**Work task:**
Line tally for the word "counter": count the lines below that contain it and reply with the number alone.

**Collected data entries:**
* * *
impl Inner {
    fn state(&self) -> SessionState {
        *self.state.lock().unwrap_or_else(PoisonError::into_inner)
    }

    fn set_state(&self, state: SessionState) {
        let previous = std::mem::replace(
            &mut *self.state.lock().unwrap_or_else(PoisonError::into_inner),
            state,
        );
        if previous != state {
            debug!("Session state {} -> {}", previous, state);
        }
        gauge!("obd_session_state").set(state.gauge_value());
    }

    fn hold_connection(&self, handle: CloseHandle) {
        *self.close_handle.lock().unwrap_or_else(PoisonError::into_inner) = Some(handle);
    }

    fn take_connection(&self) -> Option<CloseHandle> {
        self.close_handle
            .lock()
            .unwrap_or_else(PoisonError::into_inner)
            .take()
    }

    fn release_connection(&self) {
        if let Some(handle) = self.take_connection() {
            handle.close();
        }
    }

    fn has_connection(&self) -> bool {
        self.close_handle
            .lock()
            .unwrap_or_else(PoisonError::into_inner)
            .is_some()
    }

    fn stop_requested(&self) -> bool {
        self.stop_requested.load(Ordering::SeqCst)
    }

    /// Obtain a connection and hand it to the engine. Callers hold `launching`.
    async fn launch(&self) -> Launch {
        let config = self.config.current();
        let Some(mut connection) = self.connections.obtain(&config.connection).await else {
            return Launch::Unavailable;
        };
        if self.stop_requested() {
            debug!("Stop requested, discarding {}", connection.descriptor());
            connection.close();
            return Launch::Cancelled;
        }

        let session = self.session.fetch_add(1, Ordering::SeqCst) + 1;
        self.hold_connection(connection.close_handle());

        let query = self.query.get_ids();
        info!(
            "Starting engine session {} on {} with {} PIDs",
            session,
            connection.descriptor(),
            query.len()
        );
        counter!("obd_engine_starts_total").increment(1);

        let request = EngineSession {
            connection,
            query,
            init: InitParams::from_config(&config.init),
            adjustments: AdjustmentParams::from_config(&config.adjustments),
            sink: EngineSink::new(session, self.tx.clone()),
        };
        match self.engine.start(request).await {
            Ok(()) => Launch::Started,
            Err(e) => {
                self.release_connection();
                Launch::Failed(e)
            }
        }
    }

    async fn handle(&self, event: SessionEvent) {
        let current = self.session.load(Ordering::SeqCst);
        if event.session != current {
            debug!(
                "Dropping event of stale session {} (current {})",
                event.session, current
            );
            return;
        }
        match event.event {
            EngineEvent::Reading(reading) => self.on_reading(reading),
            EngineEvent::Lifecycle(lifecycle) => self.on_lifecycle(lifecycle).await,
        }
    }

    async fn on_lifecycle(&self, event: LifecycleEvent) {
        match event {
            LifecycleEvent::Connecting => {
                self.set_state(SessionState::Connecting);
                self.signals.emit(Signal::Connecting);
            }
            LifecycleEvent::Running(capabilities) => {
                info!(
                    "Session running ({} supported PIDs, protocol {:?})",
                    capabilities.supported_pids.len(),
                    capabilities.protocol
                );
                self.reconnect_attempts.store(0, Ordering::SeqCst);
                *self
                    .capabilities
                    .write()
                    .unwrap_or_else(PoisonError::into_inner) = Some(capabilities);
                self.set_state(SessionState::Running);
                self.signals.emit(Signal::Connected);
            }
            LifecycleEvent::Error { message, cause } => self.on_error(message, cause, true).await,
            LifecycleEvent::Stopping => {
                self.set_state(SessionState::Stopping);
                self.signals.emit(Signal::Stopping);
            }
            LifecycleEvent::Stopped => {
                self.set_state(SessionState::Stopped);
                self.release_connection();
                self.collector.reset_session();
                self.data_ready.store(false, Ordering::SeqCst);
                self.signals.emit(Signal::Stopped);
            }
        }
    }

    /// Stop the failed session, then reconnect within the retry budget or
    /// report one terminal error. A non-retryable error skips the budget.
    async fn on_error(&self, message: String, cause: Option<String>, retryable: bool) {
        error!("Session error: {} (cause: {:?})", message, cause);
        counter!("obd_session_errors_total").increment(1);
        self.set_state(SessionState::Error);
        self.engine.stop().await;
        self.release_connection();

        if self.stop_requested() {
            debug!("Stop was requested, not reconnecting");
            return;
        }

        let mut message = message;
        let mut retryable = retryable;
        loop {
            let policy = self.config.current().reconnect;
            let attempts = self.reconnect_attempts.load(Ordering::SeqCst);
            if !retryable || !policy.enabled || attempts >= policy.max_retries {
                warn!(
                    "Giving up after {} reconnect attempts: {}",
                    attempts, message
                );
                self.reconnect_attempts.store(0, Ordering::SeqCst);
                self.set_state(SessionState::Error);
                self.signals.emit(Signal::Error { message });
                return;
            }

            let _launching = self.launching.lock().await;
            if self.stop_requested() {
                self.abandon_launch();
                return;
            }
            if self.has_connection() {
                debug!("A session was started meanwhile, not reconnecting");
                return;
            }

            let attempt = attempts + 1;
            self.reconnect_attempts.store(attempt, Ordering::SeqCst);
            counter!("obd_reconnect_attempts_total").increment(1);
            info!("Reconnecting (attempt {}/{})", attempt, policy.max_retries);
            self.set_state(SessionState::Connecting);

            match self.launch().await {
                Launch::Started => return,
                Launch::Unavailable => {
                    self.reconnect_attempts.store(0, Ordering::SeqCst);
                    self.set_state(SessionState::Stopped);
                    return;
                }
                Launch::Cancelled => {
                    self.abandon_launch();
                    return;
                }
                Launch::Failed(e) => {
                    warn!("Engine rejected reconnect: {}", e);
                    counter!("obd_session_errors_total").increment(1);
                    retryable = e.is_transient();
                    message = e.to_string();
                }
            }
        }
    }

    /// Launch abandoned on `stop()`. Events still queued by the failed
    /// session are dropped and Stopped is reported here instead.
    fn abandon_launch(&self) {
        info!("Launch cancelled by stop request");
        self.session.fetch_add(1, Ordering::SeqCst);
        self.reconnect_attempts.store(0, Ordering::SeqCst);
        self.set_state(SessionState::Stopped);
        self.signals.emit(Signal::Stopped);
    }

    fn on_reading(&self, reading: Reading) {
        counter!("obd_readings_total").increment(1);
        let force_append = self.config.current().metrics.force_append;
        if self.collector.append(reading, force_append) && !self.data_ready.swap(true, Ordering::SeqCst)
        {
            self.signals.emit(Signal::DataReady);
        }
    }
}

async fn run(inner: Arc<Inner>, mut rx: mpsc::Receiver<SessionEvent>) {
    debug!("Engine event loop started");
    loop {
        tokio::select! {
            _ = inner.shutdown.cancelled() => break,
            event = rx.recv() => match event {
                Some(event) => inner.handle(event).await,
                None => break,
            },
        }
    }
    debug!("Engine event loop stopped");
}

/// Drives engine sessions and republishes their outcome as signals and metrics
pub struct DataLogger {
    inner: Arc<Inner>,
    task: JoinHandle<()>,
}

impl DataLogger {
    /// Create the orchestrator and spawn its event loop on the current Tokio runtime
    pub fn new(
        engine: Arc<dyn Engine>,
        connections: ConnectionManager,
        collector: Arc<MetricsCollector>,
        query: Arc<Query>,
        config: ConfigStore,
        signals: Arc<SignalBus>,
    ) -> Self {
        let capacity = config.current().metrics.event_channel_capacity.max(1);
        info!("Creating data logger (event capacity {})", capacity);
        let (tx, rx) = mpsc::channel(capacity);
        let inner = Arc::new(Inner {
            engine,
            connections,
            collector,
            query,
            config,
            signals,
            tx,
            state: Mutex::new(SessionState::Stopped),
            session: AtomicU64::new(0),
            reconnect_attempts: AtomicU32::new(0),
            capabilities: RwLock::new(None),
            close_handle: Mutex::new(None),
            stop_requested: AtomicBool::new(false),
            launching: tokio::sync::Mutex::new(()),
            data_ready: AtomicBool::new(false),
            shutdown: CancellationToken::new(),
        });
        let task = tokio::spawn(run(inner.clone(), rx));
        Self { inner, task }
    }

    /// Resolve a connection and hand it to the engine with the active query.
    ///
    /// Returns whether the engine accepted the session. Without a usable
    /// connection the engine is not invoked; an engine rejection goes
    /// through the reconnect policy like any session error.
    /// A start while a session or a reconnect is in progress is ignored.
    pub async fn start(&self) -> bool {
        let outcome = {
            let Ok(_launching) = self.inner.launching.try_lock() else {
                warn!("Reconnect in progress, ignoring start");
                return false;
            };
            if self.inner.has_connection() {
                warn!("Session already active, ignoring start");
                return false;
            }
            self.inner.stop_requested.store(false, Ordering::SeqCst);
            self.inner.data_ready.store(false, Ordering::SeqCst);
            self.inner.launch().await
        };
        match outcome {
            Launch::Started => true,
            Launch::Unavailable => false,
            Launch::Cancelled => {
                self.inner.abandon_launch();
                false
            }
            Launch::Failed(e) => {
                let retryable = e.is_transient();
                self.inner.on_error(e.to_string(), None, retryable).await;
                false
            }
        }
    }

    /// Ask the engine to stop and release the connection. Idempotent. Also
    /// cancels a reconnect that has not reached the engine yet.
    pub async fn stop(&self) {
        self.inner.stop_requested.store(true, Ordering::SeqCst);
        let Some(handle) = self.inner.take_connection() else {
            debug!("No active session to stop");
            return;
        };
        info!("Stopping session");
        self.inner.engine.stop().await;
        handle.close();
    }

    /// Push the active query set to a running engine; returns the set
    pub async fn update_query(&self) -> BTreeSet<PidId> {
        let ids = self.inner.query.get_ids();
        if self.inner.state() == SessionState::Running {
            debug!("Updating running query to {} PIDs", ids.len());
            self.inner.engine.update_query(ids.clone()).await;
        }
        ids
    }

    pub fn state(&self) -> SessionState {
        self.inner.state()
    }

    /// Capabilities reported by the last session that reached Running
    pub fn capabilities(&self) -> Option<DeviceCapabilities> {
        self.inner
            .capabilities
            .read()
            .unwrap_or_else(PoisonError::into_inner)
            .clone()
    }

    /// Reconnect attempts since the last Running or terminal error
    pub fn reconnect_attempts(&self) -> u32 {
        self.inner.reconnect_attempts.load(Ordering::SeqCst)
    }

    /// Whether a connection is currently owned by a session
    pub fn is_active(&self) -> bool {
        self.inner.has_connection()
    }

    pub fn subscribe(&self) -> broadcast::Receiver<Signal> {
        self.inner.signals.subscribe()
    }

    pub fn collector(&self) -> &Arc<MetricsCollector> {
        &self.inner.collector
    }

    pub fn query(&self) -> &Arc<Query> {
        &self.inner.query
    }

    /// Stop the event loop; no further engine events are processed
    pub fn shutdown(&self) {
        self.inner.shutdown.cancel();
    }
}

impl Drop for DataLogger {
    fn drop(&mut self) {
        self.inner.shutdown.cancel();
        self.inner.release_connection();
        self.task.abort();
    }
}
* * *
**Problem solution:**
5